→ **Assignment**: Look through the listing for the word "factorisation". Copy each line that has it.

◆ ◆ ◆

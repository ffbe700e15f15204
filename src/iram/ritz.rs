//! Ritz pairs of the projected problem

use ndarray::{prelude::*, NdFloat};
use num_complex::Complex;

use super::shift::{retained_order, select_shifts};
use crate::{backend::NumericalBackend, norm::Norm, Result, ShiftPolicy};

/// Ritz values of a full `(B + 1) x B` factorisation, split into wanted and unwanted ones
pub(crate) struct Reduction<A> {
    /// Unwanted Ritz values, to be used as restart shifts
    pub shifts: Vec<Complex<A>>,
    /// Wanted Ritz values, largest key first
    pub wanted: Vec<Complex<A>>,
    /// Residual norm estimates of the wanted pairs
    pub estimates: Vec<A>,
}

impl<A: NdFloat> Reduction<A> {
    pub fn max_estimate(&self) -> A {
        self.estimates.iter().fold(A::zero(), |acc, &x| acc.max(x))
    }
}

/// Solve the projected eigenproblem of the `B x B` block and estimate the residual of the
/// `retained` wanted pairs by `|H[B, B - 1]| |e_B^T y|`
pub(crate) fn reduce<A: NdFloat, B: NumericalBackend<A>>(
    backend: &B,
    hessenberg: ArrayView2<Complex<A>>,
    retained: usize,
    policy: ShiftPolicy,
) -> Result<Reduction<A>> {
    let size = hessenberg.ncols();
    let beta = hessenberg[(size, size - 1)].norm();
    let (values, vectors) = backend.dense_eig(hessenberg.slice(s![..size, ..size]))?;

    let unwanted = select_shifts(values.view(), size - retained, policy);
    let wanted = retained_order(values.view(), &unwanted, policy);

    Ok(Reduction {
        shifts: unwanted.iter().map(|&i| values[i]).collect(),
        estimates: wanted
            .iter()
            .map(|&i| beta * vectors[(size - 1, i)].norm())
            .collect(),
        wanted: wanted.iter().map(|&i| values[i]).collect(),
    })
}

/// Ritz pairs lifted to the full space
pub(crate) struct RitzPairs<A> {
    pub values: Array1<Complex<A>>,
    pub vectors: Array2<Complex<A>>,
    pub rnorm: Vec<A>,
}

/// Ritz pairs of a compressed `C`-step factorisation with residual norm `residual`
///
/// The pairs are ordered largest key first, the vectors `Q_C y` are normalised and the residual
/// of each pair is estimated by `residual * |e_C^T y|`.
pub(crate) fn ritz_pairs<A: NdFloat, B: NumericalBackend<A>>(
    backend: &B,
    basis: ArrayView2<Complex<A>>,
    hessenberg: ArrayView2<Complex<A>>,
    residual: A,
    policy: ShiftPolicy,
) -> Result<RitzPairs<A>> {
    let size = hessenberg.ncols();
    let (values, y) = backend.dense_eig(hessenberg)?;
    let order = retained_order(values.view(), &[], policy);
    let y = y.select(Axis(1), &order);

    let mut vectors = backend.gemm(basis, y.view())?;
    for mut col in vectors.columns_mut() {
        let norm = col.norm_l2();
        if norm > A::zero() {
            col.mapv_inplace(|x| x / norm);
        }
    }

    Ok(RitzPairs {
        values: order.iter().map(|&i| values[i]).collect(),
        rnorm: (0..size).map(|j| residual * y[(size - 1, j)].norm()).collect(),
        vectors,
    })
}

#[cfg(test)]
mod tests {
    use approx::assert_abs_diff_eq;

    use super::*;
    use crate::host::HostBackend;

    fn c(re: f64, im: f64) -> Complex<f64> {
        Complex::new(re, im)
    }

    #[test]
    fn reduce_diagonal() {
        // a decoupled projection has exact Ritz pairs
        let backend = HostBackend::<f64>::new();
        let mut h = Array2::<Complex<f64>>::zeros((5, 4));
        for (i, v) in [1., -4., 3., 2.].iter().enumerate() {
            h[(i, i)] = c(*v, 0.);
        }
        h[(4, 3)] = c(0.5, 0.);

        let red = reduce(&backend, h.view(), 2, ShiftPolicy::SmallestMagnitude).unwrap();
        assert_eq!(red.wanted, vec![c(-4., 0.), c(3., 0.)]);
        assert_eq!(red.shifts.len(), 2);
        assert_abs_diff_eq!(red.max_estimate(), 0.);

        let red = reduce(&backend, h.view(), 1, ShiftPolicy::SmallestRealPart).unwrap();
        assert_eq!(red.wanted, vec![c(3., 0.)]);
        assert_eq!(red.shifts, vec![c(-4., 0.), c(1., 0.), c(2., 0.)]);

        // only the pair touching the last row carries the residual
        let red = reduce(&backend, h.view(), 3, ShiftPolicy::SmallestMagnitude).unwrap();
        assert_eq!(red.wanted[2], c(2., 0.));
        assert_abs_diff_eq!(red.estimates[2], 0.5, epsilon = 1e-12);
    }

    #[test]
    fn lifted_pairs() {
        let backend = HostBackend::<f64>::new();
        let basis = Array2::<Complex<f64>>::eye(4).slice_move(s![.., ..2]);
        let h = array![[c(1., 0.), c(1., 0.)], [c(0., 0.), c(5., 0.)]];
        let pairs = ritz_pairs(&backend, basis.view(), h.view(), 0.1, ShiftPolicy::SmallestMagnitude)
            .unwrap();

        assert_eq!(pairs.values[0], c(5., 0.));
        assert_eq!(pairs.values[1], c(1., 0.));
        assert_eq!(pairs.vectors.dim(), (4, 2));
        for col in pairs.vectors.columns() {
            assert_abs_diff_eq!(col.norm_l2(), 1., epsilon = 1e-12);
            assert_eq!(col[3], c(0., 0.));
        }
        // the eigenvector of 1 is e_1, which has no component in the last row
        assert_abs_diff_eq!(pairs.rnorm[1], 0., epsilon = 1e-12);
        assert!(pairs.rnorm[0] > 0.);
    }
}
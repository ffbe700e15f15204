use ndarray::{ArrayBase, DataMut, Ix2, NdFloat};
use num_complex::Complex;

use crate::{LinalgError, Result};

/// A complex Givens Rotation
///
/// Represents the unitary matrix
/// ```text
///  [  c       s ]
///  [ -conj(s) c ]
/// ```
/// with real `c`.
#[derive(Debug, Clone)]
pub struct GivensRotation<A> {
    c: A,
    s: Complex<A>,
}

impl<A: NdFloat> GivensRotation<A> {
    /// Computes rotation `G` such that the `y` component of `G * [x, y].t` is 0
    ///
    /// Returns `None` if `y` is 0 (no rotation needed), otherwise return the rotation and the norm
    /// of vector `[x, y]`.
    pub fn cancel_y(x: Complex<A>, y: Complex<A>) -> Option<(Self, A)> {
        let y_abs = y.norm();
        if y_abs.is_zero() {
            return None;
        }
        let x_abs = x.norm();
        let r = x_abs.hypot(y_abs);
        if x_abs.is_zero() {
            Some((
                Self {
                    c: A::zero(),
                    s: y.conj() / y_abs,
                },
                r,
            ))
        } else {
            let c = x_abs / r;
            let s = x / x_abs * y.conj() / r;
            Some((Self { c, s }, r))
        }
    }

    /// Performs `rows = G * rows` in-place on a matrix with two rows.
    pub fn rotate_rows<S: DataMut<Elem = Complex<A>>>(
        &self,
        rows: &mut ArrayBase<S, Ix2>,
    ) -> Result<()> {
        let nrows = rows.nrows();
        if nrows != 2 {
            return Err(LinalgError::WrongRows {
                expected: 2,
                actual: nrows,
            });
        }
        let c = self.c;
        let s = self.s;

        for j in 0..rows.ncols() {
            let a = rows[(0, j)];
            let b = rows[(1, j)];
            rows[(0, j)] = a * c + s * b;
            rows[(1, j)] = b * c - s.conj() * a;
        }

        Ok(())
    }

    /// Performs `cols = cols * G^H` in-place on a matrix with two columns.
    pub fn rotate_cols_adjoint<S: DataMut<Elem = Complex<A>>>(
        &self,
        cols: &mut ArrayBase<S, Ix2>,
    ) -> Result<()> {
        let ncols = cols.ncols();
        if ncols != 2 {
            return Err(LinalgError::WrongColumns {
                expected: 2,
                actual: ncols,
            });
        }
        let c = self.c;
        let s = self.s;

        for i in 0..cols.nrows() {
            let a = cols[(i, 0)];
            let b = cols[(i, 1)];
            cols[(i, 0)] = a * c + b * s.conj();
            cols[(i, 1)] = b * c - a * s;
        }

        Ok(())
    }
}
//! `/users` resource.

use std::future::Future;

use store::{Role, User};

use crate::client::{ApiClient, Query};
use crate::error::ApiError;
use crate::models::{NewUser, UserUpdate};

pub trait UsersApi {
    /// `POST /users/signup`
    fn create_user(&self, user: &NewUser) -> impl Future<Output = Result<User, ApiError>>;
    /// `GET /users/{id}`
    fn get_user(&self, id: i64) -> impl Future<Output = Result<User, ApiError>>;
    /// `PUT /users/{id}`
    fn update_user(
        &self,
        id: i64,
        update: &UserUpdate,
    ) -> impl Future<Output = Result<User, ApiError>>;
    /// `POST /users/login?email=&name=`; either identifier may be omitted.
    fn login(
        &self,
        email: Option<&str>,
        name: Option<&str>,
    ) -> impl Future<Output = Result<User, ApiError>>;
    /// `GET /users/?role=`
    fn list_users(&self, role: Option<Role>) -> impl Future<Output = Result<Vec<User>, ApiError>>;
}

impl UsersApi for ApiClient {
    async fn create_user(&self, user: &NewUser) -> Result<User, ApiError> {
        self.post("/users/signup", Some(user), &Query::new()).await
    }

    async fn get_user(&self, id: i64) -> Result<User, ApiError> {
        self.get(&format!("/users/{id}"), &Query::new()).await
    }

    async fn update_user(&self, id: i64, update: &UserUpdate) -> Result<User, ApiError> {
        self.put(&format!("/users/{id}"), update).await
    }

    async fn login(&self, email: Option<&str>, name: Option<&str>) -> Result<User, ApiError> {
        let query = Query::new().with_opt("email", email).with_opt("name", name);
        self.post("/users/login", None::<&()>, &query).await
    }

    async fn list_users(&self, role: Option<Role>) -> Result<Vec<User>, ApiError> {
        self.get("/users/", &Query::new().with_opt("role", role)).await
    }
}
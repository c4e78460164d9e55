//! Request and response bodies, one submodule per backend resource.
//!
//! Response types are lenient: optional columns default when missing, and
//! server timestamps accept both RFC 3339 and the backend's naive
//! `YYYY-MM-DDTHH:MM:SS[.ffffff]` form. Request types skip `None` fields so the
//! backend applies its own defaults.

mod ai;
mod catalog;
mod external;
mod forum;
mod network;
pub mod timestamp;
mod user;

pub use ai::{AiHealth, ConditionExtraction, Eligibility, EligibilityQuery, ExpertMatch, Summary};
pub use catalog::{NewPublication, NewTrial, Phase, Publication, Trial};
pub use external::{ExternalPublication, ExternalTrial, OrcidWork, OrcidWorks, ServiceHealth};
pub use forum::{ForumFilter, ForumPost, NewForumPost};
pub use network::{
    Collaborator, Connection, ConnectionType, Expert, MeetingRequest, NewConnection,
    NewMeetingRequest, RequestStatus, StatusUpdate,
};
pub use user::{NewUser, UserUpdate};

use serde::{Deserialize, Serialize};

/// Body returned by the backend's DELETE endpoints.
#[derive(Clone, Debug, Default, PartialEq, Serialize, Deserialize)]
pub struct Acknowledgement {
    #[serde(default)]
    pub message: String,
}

◆ ◆ ◆

→ **Reply to the task**:
/// Ritz values of a full `(B + 1) x B` factorisation, split into wanted and unwanted ones
/// Ritz pairs of a compressed `C`-step factorisation with residual norm `residual`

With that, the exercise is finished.